-- Task objective --
Copy every line in the listing that contains "phone".
____
use std::collections::BTreeSet;

/// Field names that are always masked, whatever the caller passes in
pub const BASELINE_FIELDS: &[&str] = &["userName", "userEmail"];

/// Set of object keys whose values get obscured
///
/// Always a superset of [`BASELINE_FIELDS`]: callers can add names but never
/// remove the baseline ones.
#[derive(Debug, Clone, PartialEq, Eq)]
pub struct FieldSet {
    names: BTreeSet<String>,
}

impl FieldSet {
    /// Build a set from caller-supplied names merged with the baseline
    pub fn new<I, S>(extra: I) -> Self
    where
        I: IntoIterator<Item = S>,
        S: Into<String>,
    {
        let names = BASELINE_FIELDS
            .iter()
            .map(|name| name.to_string())
            .chain(extra.into_iter().map(Into::into))
            .collect();

        Self { names }
    }

    pub fn contains(&self, name: &str) -> bool {
        self.names.contains(name)
    }

    pub fn len(&self) -> usize {
        self.names.len()
    }

    pub fn is_empty(&self) -> bool {
        self.names.is_empty()
    }

    /// Names in sorted order
    pub fn iter(&self) -> impl Iterator<Item = &str> {
        self.names.iter().map(String::as_str)
    }
}

impl Default for FieldSet {
    fn default() -> Self {
        Self::new(std::iter::empty::<String>())
    }
}

impl<S: Into<String>> FromIterator<S> for FieldSet {
    fn from_iter<I: IntoIterator<Item = S>>(iter: I) -> Self {
        Self::new(iter)
    }
}

#[cfg(test)]
mod tests {
    use super::*;

    #[test]
    fn test_default_is_baseline() {
        let fields = FieldSet::default();

        assert_eq!(fields.len(), 2);
        assert!(fields.contains("userName"));
        assert!(fields.contains("userEmail"));
    }

    #[test]
    fn test_extra_fields_are_merged() {
        let fields = FieldSet::new(["email", "phone"]);

        assert_eq!(fields.len(), 4);
        assert!(fields.contains("email"));
        assert!(fields.contains("phone"));
        assert!(fields.contains("userName"));
    }

    #[test]
    fn test_duplicates_collapse() {
        let fields = FieldSet::new(vec!["userName".to_string(), "email".into(), "email".into()]);

        assert_eq!(fields.len(), 3);
    }

    #[test]
    fn test_match_is_exact() {
        let fields = FieldSet::default();

        assert!(!fields.contains("username"));
        assert!(!fields.contains("userNameX"));
        assert!(!fields.contains(""));
    }

    #[test]
    fn test_iter_is_sorted() {
        let fields: FieldSet = ["zeta", "alpha"].into_iter().collect();
        let names: Vec<&str> = fields.iter().collect();

        assert_eq!(names, vec!["alpha", "userEmail", "userName", "zeta"]);
    }
}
____
-- Exercise solution --
        let fields = FieldSet::new(["email", "phone"]);
        assert!(fields.contains("phone"));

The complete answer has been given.